┌──

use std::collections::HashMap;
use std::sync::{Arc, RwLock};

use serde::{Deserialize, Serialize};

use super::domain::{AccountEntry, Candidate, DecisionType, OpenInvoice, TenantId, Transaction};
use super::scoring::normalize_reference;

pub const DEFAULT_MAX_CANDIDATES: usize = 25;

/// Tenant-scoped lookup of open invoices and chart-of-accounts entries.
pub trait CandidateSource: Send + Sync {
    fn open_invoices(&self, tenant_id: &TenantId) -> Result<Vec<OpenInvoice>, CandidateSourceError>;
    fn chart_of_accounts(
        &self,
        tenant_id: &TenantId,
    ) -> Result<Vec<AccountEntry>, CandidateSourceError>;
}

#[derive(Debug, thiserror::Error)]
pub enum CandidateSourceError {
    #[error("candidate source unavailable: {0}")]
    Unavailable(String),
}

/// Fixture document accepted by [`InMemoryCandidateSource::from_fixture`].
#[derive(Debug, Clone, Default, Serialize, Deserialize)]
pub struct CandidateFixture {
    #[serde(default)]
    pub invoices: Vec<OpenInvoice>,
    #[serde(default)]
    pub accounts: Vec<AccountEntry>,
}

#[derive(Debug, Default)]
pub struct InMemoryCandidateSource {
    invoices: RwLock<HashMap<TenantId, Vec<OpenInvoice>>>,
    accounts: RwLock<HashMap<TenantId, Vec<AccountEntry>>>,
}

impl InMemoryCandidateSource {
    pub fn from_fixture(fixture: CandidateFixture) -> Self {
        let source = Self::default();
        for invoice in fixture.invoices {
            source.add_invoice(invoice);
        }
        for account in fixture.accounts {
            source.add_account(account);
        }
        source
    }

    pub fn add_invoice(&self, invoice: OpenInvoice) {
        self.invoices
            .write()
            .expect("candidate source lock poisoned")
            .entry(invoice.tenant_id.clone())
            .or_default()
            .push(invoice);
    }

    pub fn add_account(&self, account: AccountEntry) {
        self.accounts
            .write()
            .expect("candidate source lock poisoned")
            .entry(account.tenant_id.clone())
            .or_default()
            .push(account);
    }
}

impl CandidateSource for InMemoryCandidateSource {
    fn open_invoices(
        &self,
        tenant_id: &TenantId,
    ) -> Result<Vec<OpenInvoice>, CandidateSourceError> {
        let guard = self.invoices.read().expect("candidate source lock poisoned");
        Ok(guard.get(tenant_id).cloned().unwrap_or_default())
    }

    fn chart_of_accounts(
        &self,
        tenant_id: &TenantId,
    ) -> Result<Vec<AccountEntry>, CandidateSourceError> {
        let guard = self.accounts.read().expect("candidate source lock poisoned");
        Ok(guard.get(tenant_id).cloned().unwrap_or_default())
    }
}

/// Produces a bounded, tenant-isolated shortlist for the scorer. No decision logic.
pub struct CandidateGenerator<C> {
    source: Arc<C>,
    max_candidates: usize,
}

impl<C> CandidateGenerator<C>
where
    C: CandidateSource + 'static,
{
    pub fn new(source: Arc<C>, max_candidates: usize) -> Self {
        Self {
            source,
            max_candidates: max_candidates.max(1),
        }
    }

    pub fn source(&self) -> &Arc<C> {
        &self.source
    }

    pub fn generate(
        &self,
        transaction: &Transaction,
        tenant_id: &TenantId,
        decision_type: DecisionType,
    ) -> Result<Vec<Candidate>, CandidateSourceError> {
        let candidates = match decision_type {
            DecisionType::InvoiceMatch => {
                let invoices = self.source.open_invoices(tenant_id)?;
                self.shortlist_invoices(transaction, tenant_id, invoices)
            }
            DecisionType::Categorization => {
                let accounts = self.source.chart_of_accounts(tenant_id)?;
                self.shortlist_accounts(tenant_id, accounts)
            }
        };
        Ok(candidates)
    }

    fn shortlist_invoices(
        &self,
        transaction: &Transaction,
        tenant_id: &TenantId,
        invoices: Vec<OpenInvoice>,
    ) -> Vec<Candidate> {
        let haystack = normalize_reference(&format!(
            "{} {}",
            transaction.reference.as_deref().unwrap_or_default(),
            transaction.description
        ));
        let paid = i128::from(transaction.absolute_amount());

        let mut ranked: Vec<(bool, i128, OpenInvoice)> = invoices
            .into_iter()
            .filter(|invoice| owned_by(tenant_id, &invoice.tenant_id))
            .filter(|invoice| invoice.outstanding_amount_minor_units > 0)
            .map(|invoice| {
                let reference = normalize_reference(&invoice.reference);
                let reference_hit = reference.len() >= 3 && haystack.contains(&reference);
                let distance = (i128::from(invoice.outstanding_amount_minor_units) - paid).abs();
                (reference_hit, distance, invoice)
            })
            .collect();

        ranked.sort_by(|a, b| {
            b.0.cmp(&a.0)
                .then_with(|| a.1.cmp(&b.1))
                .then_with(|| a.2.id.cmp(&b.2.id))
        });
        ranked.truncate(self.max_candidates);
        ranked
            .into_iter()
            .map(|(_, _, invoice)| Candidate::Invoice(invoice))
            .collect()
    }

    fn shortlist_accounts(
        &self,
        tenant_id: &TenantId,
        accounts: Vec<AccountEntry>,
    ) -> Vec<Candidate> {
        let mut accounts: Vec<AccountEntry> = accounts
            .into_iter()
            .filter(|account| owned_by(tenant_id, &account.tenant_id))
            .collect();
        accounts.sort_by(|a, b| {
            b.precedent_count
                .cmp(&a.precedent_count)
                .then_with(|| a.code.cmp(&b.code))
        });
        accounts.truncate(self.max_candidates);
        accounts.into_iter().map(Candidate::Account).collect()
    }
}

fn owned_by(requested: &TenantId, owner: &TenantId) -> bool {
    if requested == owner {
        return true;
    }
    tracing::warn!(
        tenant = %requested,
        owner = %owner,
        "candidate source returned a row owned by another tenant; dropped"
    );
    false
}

└──

● **What to produce**: Without changing a single character, repeat each record.

● **Solution to the exercise**:
use std::collections::HashMap;
use std::sync::{Arc, RwLock};

use serde::{Deserialize, Serialize};

use super::domain::{AccountEntry, Candidate, DecisionType, OpenInvoice, TenantId, Transaction};
use super::scoring::normalize_reference;

pub const DEFAULT_MAX_CANDIDATES: usize = 25;

/// Tenant-scoped lookup of open invoices and chart-of-accounts entries.
pub trait CandidateSource: Send + Sync {
    fn open_invoices(&self, tenant_id: &TenantId) -> Result<Vec<OpenInvoice>, CandidateSourceError>;
    fn chart_of_accounts(
        &self,
        tenant_id: &TenantId,
    ) -> Result<Vec<AccountEntry>, CandidateSourceError>;
}

#[derive(Debug, thiserror::Error)]
pub enum CandidateSourceError {
    #[error("candidate source unavailable: {0}")]
    Unavailable(String),
}

/// Fixture document accepted by [`InMemoryCandidateSource::from_fixture`].
#[derive(Debug, Clone, Default, Serialize, Deserialize)]
pub struct CandidateFixture {
    #[serde(default)]
    pub invoices: Vec<OpenInvoice>,
    #[serde(default)]
    pub accounts: Vec<AccountEntry>,
}

#[derive(Debug, Default)]
pub struct InMemoryCandidateSource {
    invoices: RwLock<HashMap<TenantId, Vec<OpenInvoice>>>,
    accounts: RwLock<HashMap<TenantId, Vec<AccountEntry>>>,
}

impl InMemoryCandidateSource {
    pub fn from_fixture(fixture: CandidateFixture) -> Self {
        let source = Self::default();
        for invoice in fixture.invoices {
            source.add_invoice(invoice);
        }
        for account in fixture.accounts {
            source.add_account(account);
        }
        source
    }

    pub fn add_invoice(&self, invoice: OpenInvoice) {
        self.invoices
            .write()
            .expect("candidate source lock poisoned")
            .entry(invoice.tenant_id.clone())
            .or_default()
            .push(invoice);
    }

    pub fn add_account(&self, account: AccountEntry) {
        self.accounts
            .write()
            .expect("candidate source lock poisoned")
            .entry(account.tenant_id.clone())
            .or_default()
            .push(account);
    }
}

impl CandidateSource for InMemoryCandidateSource {
    fn open_invoices(
        &self,
        tenant_id: &TenantId,
    ) -> Result<Vec<OpenInvoice>, CandidateSourceError> {
        let guard = self.invoices.read().expect("candidate source lock poisoned");
        Ok(guard.get(tenant_id).cloned().unwrap_or_default())
    }

    fn chart_of_accounts(
        &self,
        tenant_id: &TenantId,
    ) -> Result<Vec<AccountEntry>, CandidateSourceError> {
        let guard = self.accounts.read().expect("candidate source lock poisoned");
        Ok(guard.get(tenant_id).cloned().unwrap_or_default())
    }
}

/// Produces a bounded, tenant-isolated shortlist for the scorer. No decision logic.
pub struct CandidateGenerator<C> {
    source: Arc<C>,
    max_candidates: usize,
}

impl<C> CandidateGenerator<C>
where
    C: CandidateSource + 'static,
{
    pub fn new(source: Arc<C>, max_candidates: usize) -> Self {
        Self {
            source,
            max_candidates: max_candidates.max(1),
        }
    }

    pub fn source(&self) -> &Arc<C> {
        &self.source
    }

    pub fn generate(
        &self,
        transaction: &Transaction,
        tenant_id: &TenantId,
        decision_type: DecisionType,
    ) -> Result<Vec<Candidate>, CandidateSourceError> {
        let candidates = match decision_type {
            DecisionType::InvoiceMatch => {
                let invoices = self.source.open_invoices(tenant_id)?;
                self.shortlist_invoices(transaction, tenant_id, invoices)
            }
            DecisionType::Categorization => {
                let accounts = self.source.chart_of_accounts(tenant_id)?;
                self.shortlist_accounts(tenant_id, accounts)
            }
        };
        Ok(candidates)
    }

    fn shortlist_invoices(
        &self,
        transaction: &Transaction,
        tenant_id: &TenantId,
        invoices: Vec<OpenInvoice>,
    ) -> Vec<Candidate> {
        let haystack = normalize_reference(&format!(
            "{} {}",
            transaction.reference.as_deref().unwrap_or_default(),
            transaction.description
        ));
        let paid = i128::from(transaction.absolute_amount());

        let mut ranked: Vec<(bool, i128, OpenInvoice)> = invoices
            .into_iter()
            .filter(|invoice| owned_by(tenant_id, &invoice.tenant_id))
            .filter(|invoice| invoice.outstanding_amount_minor_units > 0)
            .map(|invoice| {
                let reference = normalize_reference(&invoice.reference);
                let reference_hit = reference.len() >= 3 && haystack.contains(&reference);
                let distance = (i128::from(invoice.outstanding_amount_minor_units) - paid).abs();
                (reference_hit, distance, invoice)
            })
            .collect();

        ranked.sort_by(|a, b| {
            b.0.cmp(&a.0)
                .then_with(|| a.1.cmp(&b.1))
                .then_with(|| a.2.id.cmp(&b.2.id))
        });
        ranked.truncate(self.max_candidates);
        ranked
            .into_iter()
            .map(|(_, _, invoice)| Candidate::Invoice(invoice))
            .collect()
    }

    fn shortlist_accounts(
        &self,
        tenant_id: &TenantId,
        accounts: Vec<AccountEntry>,
    ) -> Vec<Candidate> {
        let mut accounts: Vec<AccountEntry> = accounts
            .into_iter()
            .filter(|account| owned_by(tenant_id, &account.tenant_id))
            .collect();
        accounts.sort_by(|a, b| {
            b.precedent_count
                .cmp(&a.precedent_count)
                .then_with(|| a.code.cmp(&b.code))
        });
        accounts.truncate(self.max_candidates);
        accounts.into_iter().map(Candidate::Account).collect()
    }
}

fn owned_by(requested: &TenantId, owner: &TenantId) -> bool {
    if requested == owner {
        return true;
    }
    tracing::warn!(
        tenant = %requested,
        owner = %owner,
        "candidate source returned a row owned by another tenant; dropped"
    );
    false
}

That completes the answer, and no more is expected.